Quando imaginamos a palavra “dependências” na nossa mente somos assoberbados por emoções e imagens de elevada carga emocional; o “dependente” tem socialmente um estigma, e a associação é frequentemente de ostracização e de julgamento social. Infelizmente também descredibilizamos o que é uma dependência quando popularmente imaginamos apenas o toxicodependente ou o alcoólico.
Mas existem mais dependentes do que apenas os alcoólicos, toxicodependentes, etc. Existem os que perdem reformas no euromilhões, existem os miúdos que faltam a exames para jogarem computador, existem pais que se desligam dos filhos quando mexem no smartphone, existem dificuldades financeiras por detrás de compras descontroladas, existem muitas variedades de dependências.
A dependência trata-se e aborda-se com compreensão e tolerância. Muito diferentes da desculpabilização ou desresponsabilização. Compreender e tolerar o funcionamento dependente é uma estratégia basilar inicial do tratamento.

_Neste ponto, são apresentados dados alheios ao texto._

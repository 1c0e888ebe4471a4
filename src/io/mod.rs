//! # Reading and writing of matrices
//!
//! This module provides read and write functionality for the triplet file format.
use std::fs;
use std::path::Path;
use std::str::FromStr;

use tracing::debug;

use crate::data::linear_algebra::matrix::SparseMatrix;
use crate::data::linear_algebra::traits::Element;
use crate::io::error::ImportError;

pub mod error;
pub mod triplet;

/// Import a matrix from a file.
///
/// # Arguments
///
/// * `file_path`: Location of a file in triplet format. The extension is not checked.
///
/// # Errors
///
/// When the file cannot be found or read, or its contents are not a valid triplet file.
pub fn import<F>(file_path: &Path) -> Result<SparseMatrix<F>, ImportError>
where
    F: Element + FromStr,
{
    let text = fs::read_to_string(file_path)
        .map_err(|source| ImportError::IO { path: file_path.to_path_buf(), source })?;
    debug!(path = %file_path.display(), bytes = text.len(), "read matrix file");

    let matrix = triplet::parse(&text)
        .map_err(|source| ImportError::Format { path: file_path.to_path_buf(), source })?;
    debug!(
        path = %file_path.display(),
        dimensions = %matrix.dimensions(),
        nnz = matrix.nnz(),
        "parsed matrix"
    );

    Ok(matrix)
}

/// Write a matrix to a file in triplet format.
///
/// Only nonzero values are written, in row-major order. An existing file is overwritten.
///
/// # Errors
///
/// When the file can't be created or written to.
pub fn export<F: Element>(matrix: &SparseMatrix<F>, file_path: &Path) -> std::io::Result<()> {
    fs::write(file_path, format!("{matrix}\n"))?;
    debug!(path = %file_path.display(), nnz = matrix.nnz(), "wrote matrix file");

    Ok(())
}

Temos portanto dois aspetos das dependências: com substância e sem substâncias. Hoje vou-me focar nas dependências sem substâncias, ou seja, as que implicam comportamentos ilícitos: jogo, sexo, internet, compras, alimentação, entre outros.
Como o nome sugere, são dependências que construíram comportamentos potenciais de dependência. E o que são estes comportamentos dependentes?
Necessidade compulsiva de realizar o comportamento (não controlamos o comportamento, não é uma escolha, o comportamento dependente é quem dita as regras)
Estes comportamentos mantêm-se independentemente das consequências negativas para o próprio e terceiros (perdas de dinheiro, discussões familiares, consequências profissionais, etc., não dissuadem a dependência)
As tentativas de controlar o comportamento dependente são muito difíceis e vividas com muito sofrimento
Preocupação e pensamento persistente sobre o comportamento dependente
Reação emocional desajustada sobre o comportamento dependente
Normalmente há uma crença facilitadora da dependência comportamental, uma eterna comparação: “ao menos não são drogas” ou comparações pelo mal-menor “então e o tabaco não é pior?”; contudo, estas crenças apenas servem para perpetuar a dependência. Afinal a quem interessa os outros e outras dependências se o sofrimento é nosso? Porque a comparação com os lençóis de linho mal passados a ferro do vizinho se fiz a minha cama com pregos?
As dependências comportamentais têm na verdade mecanismos cerebrais em todo semelhantes às adições de substâncias, ou seja, ativam sistemas de recompensas semelhantes aos ativados pelas drogas psicoativas além de produzirem sintomas comportamentais comparáveis.
Na sua essência, as crenças base da dependência comportamental são iguais às dependências com substâncias:
Crenças antecipatórias: Crença de uma experiência positiva antes do comportamento aditivo “Quando jogo sinto-me em controlo”, “Quando gasto imenso em compras sinto-me invencível”.
Crenças centradas no alívio: Crença de que o comportamento aditivo resulta na diminuição de emoções negativas “Só preciso de passar umas horas no Facebook para relaxar”, “A vontade de jogar só vai desaparecer quando for jogar”, “preciso de fazer exercício para funcionar”
Crenças facilitadoras ou permissivas: Crenças que servem como permissões e justificações para o comportamento dependente “mereço isto”, “foi um dia complicado, é a minha recompensa”
A procura de ajuda terapêutica é um passo que em qualquer momento da vivência na dependência terá o seu beneficio. Tanto no apoio à pessoa no seu comportamento dependente numa fase inicial, como inicio de um processo de mudança, quer ao longo do seu processo terapêutico, mas também como medida de apoio e acompanhamento pós-tratamento. O psicólogo em conjunto com a pessoa irá avaliar concretamente o que implica a superação dos obstáculos criados pela dependência, os conflitos aos diversos níveis e dimensões de vida afetados, estabelecendo um compromisso de mudança. Claro, como pedra basilar, a compreensão e tolerância.